▶ **Work task**
Using the listing below, keep only the lines with the word "push" and copy them.

▶ **Provided data**
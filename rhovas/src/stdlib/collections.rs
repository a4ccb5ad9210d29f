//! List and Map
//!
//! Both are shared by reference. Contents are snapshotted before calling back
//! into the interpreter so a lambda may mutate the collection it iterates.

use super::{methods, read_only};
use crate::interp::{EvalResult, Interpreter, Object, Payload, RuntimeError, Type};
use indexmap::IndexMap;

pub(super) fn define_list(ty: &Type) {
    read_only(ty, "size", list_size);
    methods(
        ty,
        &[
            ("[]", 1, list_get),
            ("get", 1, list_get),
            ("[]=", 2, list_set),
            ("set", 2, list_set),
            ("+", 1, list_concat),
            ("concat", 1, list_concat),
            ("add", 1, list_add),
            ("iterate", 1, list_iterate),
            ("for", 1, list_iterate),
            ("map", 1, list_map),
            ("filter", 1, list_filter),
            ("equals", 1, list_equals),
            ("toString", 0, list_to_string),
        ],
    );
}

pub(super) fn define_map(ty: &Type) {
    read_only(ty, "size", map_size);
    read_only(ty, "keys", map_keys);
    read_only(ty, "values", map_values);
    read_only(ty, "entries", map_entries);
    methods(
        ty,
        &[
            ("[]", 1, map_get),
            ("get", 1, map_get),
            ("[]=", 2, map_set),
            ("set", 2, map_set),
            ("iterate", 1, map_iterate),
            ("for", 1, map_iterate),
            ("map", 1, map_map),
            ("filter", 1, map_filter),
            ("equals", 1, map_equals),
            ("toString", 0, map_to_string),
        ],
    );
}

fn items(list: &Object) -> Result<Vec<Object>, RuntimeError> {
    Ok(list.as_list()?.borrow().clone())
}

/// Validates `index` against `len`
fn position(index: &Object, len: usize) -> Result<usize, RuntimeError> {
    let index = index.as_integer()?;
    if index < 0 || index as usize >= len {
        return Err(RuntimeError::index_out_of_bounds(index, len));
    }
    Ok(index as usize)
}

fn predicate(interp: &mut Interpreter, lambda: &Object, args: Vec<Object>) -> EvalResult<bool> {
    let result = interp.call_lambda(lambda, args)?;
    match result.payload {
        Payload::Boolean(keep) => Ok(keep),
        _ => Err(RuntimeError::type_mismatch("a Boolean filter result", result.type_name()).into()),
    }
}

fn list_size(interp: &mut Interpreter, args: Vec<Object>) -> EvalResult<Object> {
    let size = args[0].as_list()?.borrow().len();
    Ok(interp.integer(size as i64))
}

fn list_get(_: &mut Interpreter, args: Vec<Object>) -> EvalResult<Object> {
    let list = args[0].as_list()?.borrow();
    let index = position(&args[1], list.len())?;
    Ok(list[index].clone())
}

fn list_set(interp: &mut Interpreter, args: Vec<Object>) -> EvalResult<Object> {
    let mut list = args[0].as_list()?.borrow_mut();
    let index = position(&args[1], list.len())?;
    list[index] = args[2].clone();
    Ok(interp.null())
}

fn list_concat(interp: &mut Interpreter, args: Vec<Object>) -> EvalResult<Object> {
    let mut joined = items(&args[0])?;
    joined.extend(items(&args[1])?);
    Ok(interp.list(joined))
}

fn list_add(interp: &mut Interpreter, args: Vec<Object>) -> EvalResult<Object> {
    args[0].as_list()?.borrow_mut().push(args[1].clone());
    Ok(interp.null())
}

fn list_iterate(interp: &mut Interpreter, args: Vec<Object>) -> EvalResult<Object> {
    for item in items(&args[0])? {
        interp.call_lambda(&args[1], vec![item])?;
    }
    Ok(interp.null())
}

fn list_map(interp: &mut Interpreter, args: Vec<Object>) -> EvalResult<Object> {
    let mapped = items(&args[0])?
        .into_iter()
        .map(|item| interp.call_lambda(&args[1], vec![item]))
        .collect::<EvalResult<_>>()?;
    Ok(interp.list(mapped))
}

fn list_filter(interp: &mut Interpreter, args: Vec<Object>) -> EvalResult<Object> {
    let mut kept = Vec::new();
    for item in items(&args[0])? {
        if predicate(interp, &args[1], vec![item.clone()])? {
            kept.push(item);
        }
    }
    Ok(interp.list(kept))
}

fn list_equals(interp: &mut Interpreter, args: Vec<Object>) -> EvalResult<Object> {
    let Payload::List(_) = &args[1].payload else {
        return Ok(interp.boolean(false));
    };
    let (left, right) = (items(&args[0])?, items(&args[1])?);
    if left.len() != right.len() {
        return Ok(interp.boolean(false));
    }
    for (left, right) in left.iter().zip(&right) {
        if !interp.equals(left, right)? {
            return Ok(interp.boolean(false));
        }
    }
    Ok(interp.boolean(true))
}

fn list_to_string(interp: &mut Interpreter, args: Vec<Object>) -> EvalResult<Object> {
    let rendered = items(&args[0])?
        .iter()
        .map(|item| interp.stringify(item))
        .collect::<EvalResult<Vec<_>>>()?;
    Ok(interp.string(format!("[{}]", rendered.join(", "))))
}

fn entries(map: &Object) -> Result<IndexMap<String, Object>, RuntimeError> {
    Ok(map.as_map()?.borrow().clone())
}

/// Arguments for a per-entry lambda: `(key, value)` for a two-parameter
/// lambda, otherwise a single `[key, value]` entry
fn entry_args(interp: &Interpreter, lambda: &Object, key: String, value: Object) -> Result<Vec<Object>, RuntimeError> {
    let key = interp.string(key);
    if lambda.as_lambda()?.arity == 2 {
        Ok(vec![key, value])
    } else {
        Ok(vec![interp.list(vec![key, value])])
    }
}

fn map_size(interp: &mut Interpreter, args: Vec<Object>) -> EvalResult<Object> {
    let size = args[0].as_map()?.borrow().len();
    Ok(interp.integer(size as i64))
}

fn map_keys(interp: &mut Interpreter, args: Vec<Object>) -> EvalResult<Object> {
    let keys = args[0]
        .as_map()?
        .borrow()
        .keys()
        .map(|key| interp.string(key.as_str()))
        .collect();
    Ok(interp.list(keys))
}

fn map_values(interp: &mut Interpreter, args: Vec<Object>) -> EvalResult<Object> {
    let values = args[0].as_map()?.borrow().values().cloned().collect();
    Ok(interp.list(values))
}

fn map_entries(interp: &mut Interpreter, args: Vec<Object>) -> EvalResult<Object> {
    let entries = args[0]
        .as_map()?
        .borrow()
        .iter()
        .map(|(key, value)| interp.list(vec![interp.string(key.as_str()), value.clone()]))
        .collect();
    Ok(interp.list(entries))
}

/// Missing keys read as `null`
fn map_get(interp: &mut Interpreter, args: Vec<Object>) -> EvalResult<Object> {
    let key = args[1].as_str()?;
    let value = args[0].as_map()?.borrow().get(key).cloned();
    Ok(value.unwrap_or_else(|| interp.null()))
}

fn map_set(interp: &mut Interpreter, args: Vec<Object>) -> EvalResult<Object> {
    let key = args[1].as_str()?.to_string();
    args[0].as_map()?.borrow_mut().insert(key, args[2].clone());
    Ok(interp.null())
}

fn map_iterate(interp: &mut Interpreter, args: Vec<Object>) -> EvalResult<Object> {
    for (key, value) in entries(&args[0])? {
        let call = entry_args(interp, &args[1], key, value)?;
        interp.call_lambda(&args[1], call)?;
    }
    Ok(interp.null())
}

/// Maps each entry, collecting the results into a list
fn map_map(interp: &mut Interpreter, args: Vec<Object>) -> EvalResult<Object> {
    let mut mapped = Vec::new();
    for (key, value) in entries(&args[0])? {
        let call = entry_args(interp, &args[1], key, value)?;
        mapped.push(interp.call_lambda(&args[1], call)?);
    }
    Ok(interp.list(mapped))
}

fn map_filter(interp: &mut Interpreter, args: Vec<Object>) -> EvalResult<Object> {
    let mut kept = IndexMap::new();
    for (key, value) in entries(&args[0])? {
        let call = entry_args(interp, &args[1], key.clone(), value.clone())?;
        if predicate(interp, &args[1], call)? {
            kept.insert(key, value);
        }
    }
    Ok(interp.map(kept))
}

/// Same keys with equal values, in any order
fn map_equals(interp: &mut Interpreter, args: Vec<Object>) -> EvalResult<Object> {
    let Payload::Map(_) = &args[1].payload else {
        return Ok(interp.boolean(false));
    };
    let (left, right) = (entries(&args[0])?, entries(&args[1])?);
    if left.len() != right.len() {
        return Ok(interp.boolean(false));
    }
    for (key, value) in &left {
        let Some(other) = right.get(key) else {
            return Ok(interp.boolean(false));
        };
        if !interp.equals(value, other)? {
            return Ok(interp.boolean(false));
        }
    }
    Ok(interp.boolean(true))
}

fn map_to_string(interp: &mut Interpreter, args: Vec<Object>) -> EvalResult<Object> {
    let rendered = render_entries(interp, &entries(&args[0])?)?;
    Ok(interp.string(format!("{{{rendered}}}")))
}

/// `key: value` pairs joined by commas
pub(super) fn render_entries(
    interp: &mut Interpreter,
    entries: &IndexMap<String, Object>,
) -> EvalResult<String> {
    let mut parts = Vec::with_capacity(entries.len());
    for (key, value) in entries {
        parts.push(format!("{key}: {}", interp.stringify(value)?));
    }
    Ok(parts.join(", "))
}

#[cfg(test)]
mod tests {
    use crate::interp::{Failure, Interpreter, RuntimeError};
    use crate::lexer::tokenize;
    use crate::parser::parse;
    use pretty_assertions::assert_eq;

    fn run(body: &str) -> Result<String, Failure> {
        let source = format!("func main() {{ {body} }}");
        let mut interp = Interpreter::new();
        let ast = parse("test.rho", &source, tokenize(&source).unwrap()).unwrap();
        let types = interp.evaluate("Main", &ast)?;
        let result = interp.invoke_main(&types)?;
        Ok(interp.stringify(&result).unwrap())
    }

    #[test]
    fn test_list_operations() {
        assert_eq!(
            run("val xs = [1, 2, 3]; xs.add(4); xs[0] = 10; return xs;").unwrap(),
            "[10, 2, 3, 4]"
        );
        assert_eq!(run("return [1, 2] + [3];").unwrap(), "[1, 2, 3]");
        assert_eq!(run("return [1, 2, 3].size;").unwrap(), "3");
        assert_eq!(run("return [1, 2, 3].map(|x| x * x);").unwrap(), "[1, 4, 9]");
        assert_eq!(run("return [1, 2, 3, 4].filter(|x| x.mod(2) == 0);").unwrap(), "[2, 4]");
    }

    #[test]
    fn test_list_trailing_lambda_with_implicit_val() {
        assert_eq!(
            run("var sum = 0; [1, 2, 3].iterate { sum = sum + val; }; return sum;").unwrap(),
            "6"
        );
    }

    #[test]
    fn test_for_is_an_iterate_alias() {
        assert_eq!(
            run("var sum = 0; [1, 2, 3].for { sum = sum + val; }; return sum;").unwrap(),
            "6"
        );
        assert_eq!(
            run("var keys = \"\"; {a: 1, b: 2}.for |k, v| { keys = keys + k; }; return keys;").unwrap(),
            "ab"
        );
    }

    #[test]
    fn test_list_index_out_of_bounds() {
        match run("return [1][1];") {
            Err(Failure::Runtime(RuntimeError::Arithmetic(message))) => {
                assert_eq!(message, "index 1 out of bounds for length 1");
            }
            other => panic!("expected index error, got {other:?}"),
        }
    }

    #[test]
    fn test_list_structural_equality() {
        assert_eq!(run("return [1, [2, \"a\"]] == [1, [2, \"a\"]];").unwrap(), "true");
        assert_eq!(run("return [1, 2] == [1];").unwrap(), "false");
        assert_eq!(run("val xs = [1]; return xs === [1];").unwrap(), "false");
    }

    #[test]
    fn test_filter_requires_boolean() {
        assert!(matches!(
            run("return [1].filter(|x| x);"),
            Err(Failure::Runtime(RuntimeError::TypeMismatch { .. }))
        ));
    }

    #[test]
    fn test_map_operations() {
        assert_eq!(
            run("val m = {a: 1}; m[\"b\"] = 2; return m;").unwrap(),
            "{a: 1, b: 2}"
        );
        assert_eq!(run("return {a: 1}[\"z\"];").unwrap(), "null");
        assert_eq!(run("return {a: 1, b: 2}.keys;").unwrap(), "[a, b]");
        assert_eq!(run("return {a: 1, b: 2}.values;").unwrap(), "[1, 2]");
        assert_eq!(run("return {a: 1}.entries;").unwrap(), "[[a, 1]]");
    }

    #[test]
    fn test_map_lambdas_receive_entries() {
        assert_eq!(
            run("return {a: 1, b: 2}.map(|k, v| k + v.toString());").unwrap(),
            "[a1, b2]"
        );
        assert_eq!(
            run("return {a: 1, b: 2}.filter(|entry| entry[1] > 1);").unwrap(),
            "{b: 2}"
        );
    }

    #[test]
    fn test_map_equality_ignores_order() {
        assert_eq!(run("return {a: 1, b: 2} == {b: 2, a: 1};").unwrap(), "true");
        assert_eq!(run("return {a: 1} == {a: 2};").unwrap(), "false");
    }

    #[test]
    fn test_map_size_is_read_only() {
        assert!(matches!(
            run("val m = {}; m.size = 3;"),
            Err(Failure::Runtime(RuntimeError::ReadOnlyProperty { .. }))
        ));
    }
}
==
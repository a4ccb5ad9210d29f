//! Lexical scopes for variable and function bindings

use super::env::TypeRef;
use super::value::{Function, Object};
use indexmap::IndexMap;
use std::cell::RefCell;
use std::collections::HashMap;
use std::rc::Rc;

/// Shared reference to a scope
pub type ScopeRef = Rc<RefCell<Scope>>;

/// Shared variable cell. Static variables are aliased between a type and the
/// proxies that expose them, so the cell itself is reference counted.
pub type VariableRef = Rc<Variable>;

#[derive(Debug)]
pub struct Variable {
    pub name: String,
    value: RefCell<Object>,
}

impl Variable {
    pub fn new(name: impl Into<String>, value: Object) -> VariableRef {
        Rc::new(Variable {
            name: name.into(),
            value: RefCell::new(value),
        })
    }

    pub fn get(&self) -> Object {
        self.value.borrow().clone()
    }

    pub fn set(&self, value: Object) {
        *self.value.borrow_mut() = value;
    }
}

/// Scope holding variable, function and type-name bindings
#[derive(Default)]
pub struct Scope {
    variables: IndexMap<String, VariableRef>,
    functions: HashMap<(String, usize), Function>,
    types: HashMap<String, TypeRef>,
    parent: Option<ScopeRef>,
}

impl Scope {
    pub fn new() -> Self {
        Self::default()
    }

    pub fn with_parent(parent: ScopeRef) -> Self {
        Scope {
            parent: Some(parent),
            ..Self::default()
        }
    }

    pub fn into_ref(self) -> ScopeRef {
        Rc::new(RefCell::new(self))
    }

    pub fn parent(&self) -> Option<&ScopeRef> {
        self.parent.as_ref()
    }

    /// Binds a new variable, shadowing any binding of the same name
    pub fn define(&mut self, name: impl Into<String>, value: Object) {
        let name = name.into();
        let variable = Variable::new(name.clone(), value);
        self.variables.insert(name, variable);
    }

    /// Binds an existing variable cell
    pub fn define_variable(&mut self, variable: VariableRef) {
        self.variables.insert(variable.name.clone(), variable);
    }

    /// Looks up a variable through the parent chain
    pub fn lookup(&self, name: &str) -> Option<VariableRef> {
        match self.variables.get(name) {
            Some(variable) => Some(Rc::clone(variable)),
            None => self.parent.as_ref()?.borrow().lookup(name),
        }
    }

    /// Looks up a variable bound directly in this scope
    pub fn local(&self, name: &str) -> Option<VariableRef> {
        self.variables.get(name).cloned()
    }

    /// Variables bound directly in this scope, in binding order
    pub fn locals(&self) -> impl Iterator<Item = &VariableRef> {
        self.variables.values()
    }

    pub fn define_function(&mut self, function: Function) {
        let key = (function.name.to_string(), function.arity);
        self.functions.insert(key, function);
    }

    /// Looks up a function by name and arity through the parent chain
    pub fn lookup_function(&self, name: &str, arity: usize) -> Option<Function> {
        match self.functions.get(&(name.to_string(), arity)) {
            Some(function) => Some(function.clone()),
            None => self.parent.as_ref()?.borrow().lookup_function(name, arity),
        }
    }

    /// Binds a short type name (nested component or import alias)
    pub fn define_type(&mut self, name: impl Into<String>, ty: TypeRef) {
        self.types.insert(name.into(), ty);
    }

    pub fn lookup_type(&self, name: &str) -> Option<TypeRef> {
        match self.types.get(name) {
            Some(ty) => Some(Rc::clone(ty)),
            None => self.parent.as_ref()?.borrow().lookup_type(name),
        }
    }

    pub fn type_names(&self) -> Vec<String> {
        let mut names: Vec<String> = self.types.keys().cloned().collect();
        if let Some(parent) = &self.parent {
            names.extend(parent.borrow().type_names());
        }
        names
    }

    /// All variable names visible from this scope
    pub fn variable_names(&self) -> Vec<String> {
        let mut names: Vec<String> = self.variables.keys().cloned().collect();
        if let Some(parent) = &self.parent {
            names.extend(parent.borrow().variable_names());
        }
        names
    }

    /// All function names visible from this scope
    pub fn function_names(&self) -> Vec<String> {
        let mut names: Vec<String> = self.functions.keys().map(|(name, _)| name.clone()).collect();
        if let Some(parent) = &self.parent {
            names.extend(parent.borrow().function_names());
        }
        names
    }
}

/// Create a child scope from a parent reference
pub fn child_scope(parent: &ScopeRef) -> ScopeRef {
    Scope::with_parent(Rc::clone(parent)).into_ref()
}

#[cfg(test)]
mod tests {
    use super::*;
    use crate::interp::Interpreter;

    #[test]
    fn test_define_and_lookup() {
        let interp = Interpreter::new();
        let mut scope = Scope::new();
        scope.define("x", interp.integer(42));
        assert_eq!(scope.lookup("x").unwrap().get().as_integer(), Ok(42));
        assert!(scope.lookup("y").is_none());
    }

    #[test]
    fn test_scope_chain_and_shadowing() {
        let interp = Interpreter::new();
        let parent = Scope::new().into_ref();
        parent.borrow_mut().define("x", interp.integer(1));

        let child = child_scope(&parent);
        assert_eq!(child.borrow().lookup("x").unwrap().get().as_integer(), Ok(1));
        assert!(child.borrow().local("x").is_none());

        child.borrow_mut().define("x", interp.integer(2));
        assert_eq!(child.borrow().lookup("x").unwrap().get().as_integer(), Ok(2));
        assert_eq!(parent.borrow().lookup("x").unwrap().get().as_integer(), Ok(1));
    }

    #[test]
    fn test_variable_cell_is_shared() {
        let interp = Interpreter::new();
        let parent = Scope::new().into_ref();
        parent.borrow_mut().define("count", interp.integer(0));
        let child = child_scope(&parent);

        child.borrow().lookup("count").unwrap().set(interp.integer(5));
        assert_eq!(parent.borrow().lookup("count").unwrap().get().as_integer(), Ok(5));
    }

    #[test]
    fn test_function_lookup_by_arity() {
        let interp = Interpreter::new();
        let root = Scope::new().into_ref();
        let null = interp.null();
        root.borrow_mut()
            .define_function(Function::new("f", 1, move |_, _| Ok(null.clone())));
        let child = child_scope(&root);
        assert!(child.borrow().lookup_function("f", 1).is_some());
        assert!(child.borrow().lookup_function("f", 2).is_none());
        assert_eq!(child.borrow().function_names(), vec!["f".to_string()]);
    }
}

▶ **Task output**
    args[0].as_list()?.borrow_mut().push(args[1].clone());
            kept.push(item);
        mapped.push(interp.call_lambda(&args[1], call)?);
        parts.push(format!("{key}: {}", interp.stringify(value)?));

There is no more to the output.